127 |                     let directory = traversal_stack.last_mut().unwrap();
    |                                     ^^^^^^^^^^^^^^^
    |                                     |
    |                                     mutable borrow occurs here
    |                                     immutable borrow later used here

Without the changing directory (i.e. everything the traversal stack is useful for…), this code works, but the error illustrates a key problem with how Rust handles graph structures. In order to update the structure, you have to borrow the whole traversal stack (as either mutable or immutable), so we borrow it as mutable, but we can’t release it, since the mutable pointer to the new directory has the same lifecycle as the traversal stack! Even though these two objects aren’t related, Rust doesn’t know that the traversal stack and the directory are completely unrelated. Thus, we need to think of a new way to solve this problem.

How I originally solved this problem for the day of the advent of code was by using integer indices into arrays to keep track of the objects.
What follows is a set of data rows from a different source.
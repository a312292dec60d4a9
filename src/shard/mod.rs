//! Static dataset partitioning across worker processes.
//!
//! Assignment is a pure function of `(total_items, worker_index,
//! total_workers)`. Workers never talk to each other; rerunning a crashed
//! worker with the same index reproduces the same range, which is what
//! makes its storage key safe to resume.

use std::fmt;
use std::ops::Range;

use serde::{Deserialize, Serialize};

use crate::error::ShardError;

/// Returns the contiguous index range owned by `worker_index`.
///
/// Every shard gets `ceil(total_items / total_workers)` items except the
/// trailing ones, which may be shorter or empty.
///
/// # Errors
///
/// Returns [`ShardError::ZeroWorkers`] when `total_workers` is zero and
/// [`ShardError::WorkerIndexOutOfRange`] when the index does not name a worker.
///
/// # Example
///
/// ```
/// use traceforge::shard::assign;
///
/// assert_eq!(assign(10, 0, 3).unwrap(), 0..4);
/// assert_eq!(assign(10, 2, 3).unwrap(), 8..10);
/// ```
pub fn assign(
    total_items: usize,
    worker_index: usize,
    total_workers: usize,
) -> Result<Range<usize>, ShardError> {
    if total_workers == 0 {
        return Err(ShardError::ZeroWorkers);
    }
    if worker_index >= total_workers {
        return Err(ShardError::WorkerIndexOutOfRange {
            worker_index,
            total_workers,
        });
    }

    let chunk = total_items.div_ceil(total_workers);
    let start = worker_index.saturating_mul(chunk).min(total_items);
    let end = (worker_index + 1).saturating_mul(chunk).min(total_items);
    Ok(start..end)
}

/// One worker's position in a sharded run.
#[derive(Debug, Clone, Copy, PartialEq, Eq, Hash, Serialize, Deserialize)]
pub struct ShardKey {
    pub worker_index: usize,
    pub total_workers: usize,
}

impl ShardKey {
    pub fn new(worker_index: usize, total_workers: usize) -> Self {
        Self {
            worker_index,
            total_workers,
        }
    }

    /// The whole dataset as one shard.
    pub fn single() -> Self {
        Self::new(0, 1)
    }

    /// Checked constructor; rejects keys [`assign`] would refuse.
    pub fn checked(worker_index: usize, total_workers: usize) -> Result<Self, ShardError> {
        assign(0, worker_index, total_workers)?;
        Ok(Self::new(worker_index, total_workers))
    }

    /// The index range this shard owns in a dataset of `total_items`.
    pub fn range(&self, total_items: usize) -> Result<Range<usize>, ShardError> {
        assign(total_items, self.worker_index, self.total_workers)
    }
}

impl Default for ShardKey {
    fn default() -> Self {
        Self::single()
    }
}

impl fmt::Display for ShardKey {
    fn fmt(&self, f: &mut fmt::Formatter<'_>) -> fmt::Result {
        write!(f, "shard-{}-of-{}", self.worker_index, self.total_workers)
    }
}
//! Bounded-concurrency batch scheduler.
//!
//! Items are split into ordered batches. Inside a batch every item gets its
//! own sampler task, gated by a semaphore sized to `max_concurrent`; the
//! batch is drained, checkpointed as one snapshot file, and only then
//! emitted in input order.

use std::collections::HashMap;
use std::sync::Arc;
use std::time::Duration;

use async_stream::try_stream;
use chrono::Utc;
use futures::{Stream, StreamExt};
use serde::{Deserialize, Serialize};
use tokio::sync::Semaphore;
use tokio::task::JoinSet;
use tracing::{error, info, warn};

use super::progress::{HealthSnapshot, ProgressCounters};
use super::signal::StopSignal;
use crate::episode::EpisodeRunner;
use crate::error::SchedulerError;
use crate::metrics;
use crate::sampler::{record_settled, RejectionSampler, SamplingPolicy};
use crate::trajectory::{BatchSnapshot, IterationEntry, IterationRecord, Item, RunStore, StorageKey};

/// Concurrency and checkpointing knobs.
#[derive(Debug, Clone, PartialEq, Serialize, Deserialize)]
#[serde(default)]
pub struct SchedulerConfig {
    /// Hard ceiling on concurrently sampled items (and so on episodes).
    pub max_concurrent: usize,
    /// Items per checkpointed batch.
    pub batch_size: usize,
    /// Skip items already settled in persisted output for this key.
    pub resume_from_cache: bool,
}

impl Default for SchedulerConfig {
    fn default() -> Self {
        Self {
            max_concurrent: 8,
            batch_size: 64,
            resume_from_cache: true,
        }
    }
}

impl SchedulerConfig {
    pub fn new(max_concurrent: usize, batch_size: usize) -> Self {
        Self {
            max_concurrent,
            batch_size,
            ..Default::default()
        }
    }

    pub fn with_resume(mut self, resume_from_cache: bool) -> Self {
        self.resume_from_cache = resume_from_cache;
        self
    }

    pub fn validate(&self) -> Result<(), SchedulerError> {
        if self.max_concurrent == 0 {
            return Err(SchedulerError::InvalidConfig(
                "max_concurrent must be at least 1".to_string(),
            ));
        }
        if self.batch_size == 0 {
            return Err(SchedulerError::InvalidConfig(
                "batch_size must be at least 1".to_string(),
            ));
        }
        Ok(())
    }
}

/// Drives one shard's items through rejection sampling.
pub struct BatchScheduler {
    runner: Arc<dyn EpisodeRunner>,
    store: Arc<RunStore>,
    key: StorageKey,
    policy: SamplingPolicy,
    config: SchedulerConfig,
    permits: Arc<Semaphore>,
    stop: StopSignal,
    progress: ProgressCounters,
}

impl BatchScheduler {
    /// # Errors
    ///
    /// Returns [`SchedulerError::InvalidConfig`] when either the scheduler
    /// config or the sampling policy is out of range.
    pub fn new(
        runner: Arc<dyn EpisodeRunner>,
        store: Arc<RunStore>,
        key: StorageKey,
        policy: SamplingPolicy,
        config: SchedulerConfig,
    ) -> Result<Self, SchedulerError> {
        config.validate()?;
        policy
            .validate()
            .map_err(|e| SchedulerError::InvalidConfig(e.to_string()))?;

        Ok(Self {
            runner,
            store,
            key,
            policy,
            permits: Arc::new(Semaphore::new(config.max_concurrent)),
            config,
            stop: StopSignal::new(),
            progress: ProgressCounters::new(),
        })
    }

    /// Shares an externally owned stop signal (for example the CLI's Ctrl-C hook).
    pub fn with_stop_signal(mut self, stop: StopSignal) -> Self {
        self.stop = stop;
        self
    }

    pub fn stop_signal(&self) -> &StopSignal {
        &self.stop
    }

    pub fn progress(&self) -> &ProgressCounters {
        &self.progress
    }

    pub fn key(&self) -> &StorageKey {
        &self.key
    }

    pub fn config(&self) -> &SchedulerConfig {
        &self.config
    }

    pub fn health(&self) -> HealthSnapshot {
        self.progress.snapshot()
    }

    pub fn is_stalled(&self, max_idle: Duration) -> bool {
        self.progress.is_stalled(max_idle)
    }

    /// Streams one settled entry per item, in input order.
    ///
    /// Entries of a batch are yielded only after its snapshot is on disk.
    /// A storage failure stops the shard: the batch drains, nothing is
    /// checkpointed for it, and the stream ends with the error.
    pub fn run(
        &self,
        items: Vec<Item>,
    ) -> impl Stream<Item = Result<IterationEntry, SchedulerError>> + '_ {
        try_stream! {
            let sampler = Arc::new(
                RejectionSampler::new(
                    self.runner.clone(),
                    self.store.clone(),
                    self.key.clone(),
                    self.policy,
                )
                .with_stop_signal(self.stop.clone())
                .with_progress(self.progress.clone()),
            );

            let (mut settled, mut log) = if self.config.resume_from_cache {
                let mut settled: HashMap<String, IterationEntry> = HashMap::new();
                for snapshot in self.store.load_snapshots(&self.key).await? {
                    for entry in snapshot.entries {
                        if entry.status.is_terminal() {
                            settled.entry(entry.item_id.clone()).or_insert(entry);
                        }
                    }
                }
                (settled, self.store.load_attempts(&self.key).await?)
            } else {
                self.store.reset(&self.key).await?;
                (HashMap::new(), HashMap::new())
            };

            self.progress.add_total(items.len());
            info!(
                key = %self.key,
                items = items.len(),
                already_settled = settled.len(),
                max_concurrent = self.config.max_concurrent,
                batch_size = self.config.batch_size,
                "Starting shard"
            );

            for (batch_index, batch) in items.chunks(self.config.batch_size).enumerate() {
                if self.stop.is_tripped() {
                    break;
                }

                let mut slots: Vec<Option<IterationEntry>> = vec![None; batch.len()];
                let mut tasks = JoinSet::new();
                let mut dispatched = 0usize;

                for (slot, item) in batch.iter().enumerate() {
                    if let Some(entry) = settled.remove(&item.id) {
                        self.progress.item_settled(entry.status);
                        slots[slot] = Some(entry);
                        continue;
                    }
                    // Keep walking after a stop so settled items still land in the snapshot
                    if self.stop.is_tripped() {
                        continue;
                    }

                    let permit = self
                        .permits
                        .clone()
                        .acquire_owned()
                        .await
                        .map_err(|e| SchedulerError::InvalidConfig(e.to_string()))?;
                    if self.stop.is_tripped() {
                        continue;
                    }

                    let prior = log.remove(&item.id).unwrap_or_default();
                    let sampler = sampler.clone();
                    let progress = self.progress.clone();
                    let stop = self.stop.clone();
                    let item = item.clone();
                    progress.item_started();
                    tasks.spawn(async move {
                        let result = sampler.sample(&item, &prior).await;
                        if result.is_err() {
                            stop.trip();
                        }
                        drop(permit);
                        progress.item_finished();
                        (slot, item, result)
                    });
                    dispatched += 1;
                }

                let mut failure: Option<SchedulerError> = None;
                while let Some(joined) = tasks.join_next().await {
                    match joined {
                        Ok((slot, item, Ok(outcome))) => {
                            record_settled(&self.progress, outcome.status);
                            slots[slot] = Some(outcome.into_entry(&item));
                        }
                        Ok((_, item, Err(e))) => {
                            error!(item_id = %item.id, error = %e, "Attempt log write failed");
                            failure.get_or_insert(e.into());
                        }
                        Err(e) => {
                            self.stop.trip();
                            failure.get_or_insert(SchedulerError::TaskPanicked(e.to_string()));
                        }
                    }
                }
                if let Some(e) = failure {
                    Err::<(), _>(e)?;
                }

                let entries: Vec<IterationEntry> = slots
                    .into_iter()
                    .flatten()
                    .filter(|entry| entry.status.is_terminal())
                    .collect();

                if dispatched > 0 {
                    let snapshot = BatchSnapshot {
                        batch_index,
                        written_at: Utc::now(),
                        entries: entries.clone(),
                    };
                    self.store.write_batch(&self.key, &snapshot).await?;
                    metrics::record_batch_completed();
                    info!(
                        key = %self.key,
                        batch = batch_index,
                        dispatched,
                        settled = entries.len(),
                        "Batch checkpointed"
                    );
                }

                for entry in entries {
                    yield entry;
                }
            }

            if self.stop.is_tripped() {
                warn!(key = %self.key, "Shard stopped before every item settled");
            }
        }
    }

    /// Runs to completion (or stop) and collects the stream.
    pub async fn run_to_record(
        &self,
        items: Vec<Item>,
    ) -> Result<IterationRecord, SchedulerError> {
        let mut record = IterationRecord::new(self.key.dataset.clone(), self.key.iteration);
        let stream = self.run(items);
        futures::pin_mut!(stream);
        while let Some(entry) = stream.next().await {
            record.entries.push(entry?);
        }
        Ok(record)
    }
}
This solves the problem, since we’ve basically implemented pointers on our own, instead of using Rust’s borrowing mechanisms, but it goes completely against the ethos of Rust, since we’ve just created a situation where unsafe dereferences of integers (our makeshift pointers), could introduce unknown effects. Yes, for advent of code this doesn’t really matter… but what if we were working on something more complicated?